Alongside the challenge of actually designing a functioning device, the challenge that wearable technology poses is the nature in which this technology will be used and primarily, the environments that the device may be used in. For instance, a temperature sensor on a static device will have to withstand the temperatures within that environment and any thermal shock or cycling that may take place. A temperature sensor in a wearable device has the added consideration of physical interactions; the device will be moved, worn, may see impact, may be flexed and potentially exposed to a number of additional elements, such as water or chemicals, for example. It is therefore imperative that these devices are protected accordingly to ensure reliable performance when utilised in their end-use environments.
Protection can be provided in the form of encapsulation resins or conformal coatings, for example. The variety of potential applications can also generate another challenge in selecting the most suitable protection compound. As we have already concluded, the wearable device is likely to use some form of connectivity, whether it be direct to another device or system or via a sensor to record changes in information gathered. This connection to other devices will operate via radio waves and therefore any protection compound used, must allow RF signals to be transmitted without any interference. In connection with this requirement the environmental conditions and general use of the device must be considered in order to produce a full picture of its working life.

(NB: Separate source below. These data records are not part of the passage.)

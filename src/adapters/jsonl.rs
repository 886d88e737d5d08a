// Copyright (c) 2025 Varshith Gudur. Licensed under AGPLv3.
//! JSON-lines row source.
//!
//! One object per line: `{"id": 10, "embedding": [0.0, 1.5]}`. Either field may
//! be `null` or absent; those rows are rejected later by the search, not here.
//! Blank lines are skipped.

use std::fs::File;
use std::io::{BufRead, BufReader};
use std::path::{Path, PathBuf};

use serde::Deserialize;
use serde_json::Value;

use crate::codec::RawArray;
use crate::error::{KnnError, Result};
use crate::source::{RowSource, SourceRow};

#[derive(Deserialize)]
struct JsonRow {
    #[serde(default)]
    id: Option<i32>,
    #[serde(default)]
    embedding: Option<Value>,
}

pub struct JsonLinesSource {
    path: PathBuf,
}

impl JsonLinesSource {
    pub fn new(path: impl AsRef<Path>) -> Self {
        Self { path: path.as_ref().to_path_buf() }
    }

    pub fn path(&self) -> &Path {
        &self.path
    }
}

impl RowSource for JsonLinesSource {
    fn fetch(&mut self) -> Result<Vec<SourceRow>> {
        let file = File::open(&self.path)
            .map_err(|e| KnnError::DataSource(format!("{}: {}", self.path.display(), e)))?;
        let rows = parse_rows(BufReader::new(file))?;
        tracing::debug!(path = %self.path.display(), rows = rows.len(), "read JSON-lines rows");
        Ok(rows)
    }
}

/// Parses every line up front so a bad line fails the whole read.
pub fn parse_rows<R: BufRead>(reader: R) -> Result<Vec<SourceRow>> {
    let mut rows = Vec::new();

    for (i, line) in reader.lines().enumerate() {
        let line = line?;
        let trimmed = line.trim();
        if trimmed.is_empty() {
            continue;
        }

        let row: JsonRow = serde_json::from_str(trimmed)
            .map_err(|e| KnnError::DataSource(format!("line {}: {}", i + 1, e)))?;

        rows.push(SourceRow {
            id: row.id,
            embedding: row.embedding.as_ref().map(RawArray::from_json).transpose()?,
        });
    }

    Ok(rows)
}
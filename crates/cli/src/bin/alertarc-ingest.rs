// Path: crates/cli/src/bin/alertarc-ingest.rs

//! Ingests Avro alert files into an alertarc database.

use std::path::PathBuf;
use std::sync::Arc;

use alertarc_blob::S3Blobstore;
use alertarc_cli::{expand_glob, ingest, DEFAULT_BUCKET};
use alertarc_db::Database;
use alertarc_index::DEFAULT_ORDER;
use anyhow::Result;
use clap::Parser;

#[derive(Parser, Debug)]
#[clap(
    name = "alertarc-ingest",
    version,
    about = "Ingest Avro-encoded alert files into an alertarc database."
)]
struct Args {
    /// Directory holding the index databases and metadata sidecar.
    db_dir: PathBuf,

    /// Glob matching Avro files, each containing one or more alerts.
    pattern: String,

    /// S3 bucket receiving the alert payloads.
    #[clap(long, default_value = DEFAULT_BUCKET)]
    bucket: String,
}

#[tokio::main]
async fn main() -> Result<()> {
    alertarc_telemetry::init_tracing()?;
    let args = Args::parse();

    let files = expand_glob(&args.pattern)?;

    let config = aws_config::load_from_env().await;
    let client = aws_sdk_s3::Client::new(&config);
    let blobs = Arc::new(S3Blobstore::new(client, &args.bucket));

    let mut db = Database::open(&args.db_dir, DEFAULT_ORDER, blobs)?;
    let ingested = ingest(&mut db, &files).await?;
    db.close()?;

    tracing::info!(alerts = ingested, files = files.len(), "ingest complete");
    Ok(())
}
// Path: crates/blob/src/pool.rs

//! Fixed-capacity worker pool bounding concurrent remote requests.

use std::sync::Arc;

use tokio::sync::{OwnedSemaphorePermit, Semaphore};

/// How many concurrent requests to the remote object store are permitted.
pub const PARALLELISM: usize = 64;

/// A counted set of workers. Callers take a permit before issuing a remote
/// request and give it back by dropping it; every exit path returns the
/// permit.
#[derive(Clone)]
pub struct WorkerPool {
    permits: Arc<Semaphore>,
    capacity: usize,
}

impl WorkerPool {
    /// A pool with `capacity` workers.
    pub fn new(capacity: usize) -> Self {
        Self {
            permits: Arc::new(Semaphore::new(capacity)),
            capacity,
        }
    }

    /// The fixed number of workers in the pool.
    pub fn capacity(&self) -> usize {
        self.capacity
    }

    /// Waits for a free worker. The permit is released on drop.
    pub async fn acquire(&self) -> OwnedSemaphorePermit {
        self.permits
            .clone()
            .acquire_owned()
            .await
            .expect("worker pool semaphore is never closed")
    }
}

To enable a better understanding of likely performance and simplify the selection process, it is possible to draw on experience from other industries and technologies. For instance, if we think of a wearable device that can be worn by a swimmer to monitor heart rate and general health when in the pool, it is immediately understood that this device must still work when immersed in water. Any changes in temperature will be minimal but quite rapid and the frequency and length of time the device could be immersed in water is unknown. It should therefore be assumed that the device is constantly operating when immersed in water. This application can be likened to that of a sonar buoy used in marine applications where sensors are utilised for providing vital information about the sea environment. In this case, the device will have to send an RF signal and operate when constantly immersed in salt water; a similar environment to that of the wearable health tracker worn by the swimmer.

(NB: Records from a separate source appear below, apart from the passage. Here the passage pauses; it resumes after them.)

// Path: crates/index/src/error.rs

//! Error types for the index engine.

use thiserror::Error;

/// Errors raised by [`crate::IndexEngine`].
#[derive(Debug, Error)]
pub enum IndexError {
    /// The key was not present in the index.
    #[error("not found")]
    NotFound,
    /// A secondary index referenced a candid with no candidate entry.
    ///
    /// This is cross-index corruption and is fatal for the query that hit it.
    #[error("candidate index has no entry for candid {candid} referenced by a secondary index")]
    CorruptIndex {
        /// The candid that failed to resolve.
        candid: u64,
    },
    /// The underlying ordered store failed.
    #[error("{index} index backend error: {message}")]
    Backend {
        /// Name of the sub-index the failure came from.
        index: &'static str,
        /// Backend error rendered as text.
        message: String,
    },
    /// A stored index value was not a whole number of 8-byte entries.
    #[error("{index} index value has invalid length {len}, must be a multiple of 8")]
    BadValueLength {
        /// Name of the sub-index holding the bad value.
        index: &'static str,
        /// Observed value length in bytes.
        len: usize,
    },
    /// A stored candidate URL was not valid UTF-8.
    #[error("candidates index value for candid {candid} is not valid UTF-8")]
    BadUrlEncoding {
        /// The candid whose URL failed to decode.
        candid: u64,
    },
    /// The index directory could not be created.
    #[error("unable to create index directory: {0}")]
    Io(#[source] std::io::Error),
}

impl IndexError {
    /// Wraps a backend error with the sub-index it came from.
    pub(crate) fn backend(index: &'static str, err: impl std::fmt::Display) -> Self {
        IndexError::Backend {
            index,
            message: err.to_string(),
        }
    }
}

We can also elaborate on the information we have already gained from other industries. For example, salt water is generally more corrosive than the water found in a swimming pool and therefore the application experience gained from the sonar buoys will show the performance of a device protected with a suitable compound, such as Electrolube UR5041, in a similar but more aggressive environment. This is obviously just one example of many different considerations; the degree of flex and toughness of the device, the operating temperature range and the possibility of any chemicals coming into contact with the device are all possible factors to take into account during the selection process. Thinking about all of these properties and not forgetting the need to allow connectivity via RF signals, there are many properties such as the dielectric constant, salt mist resistance, shore hardness and elongation at break that can be used to find the optimal product for in-use testing.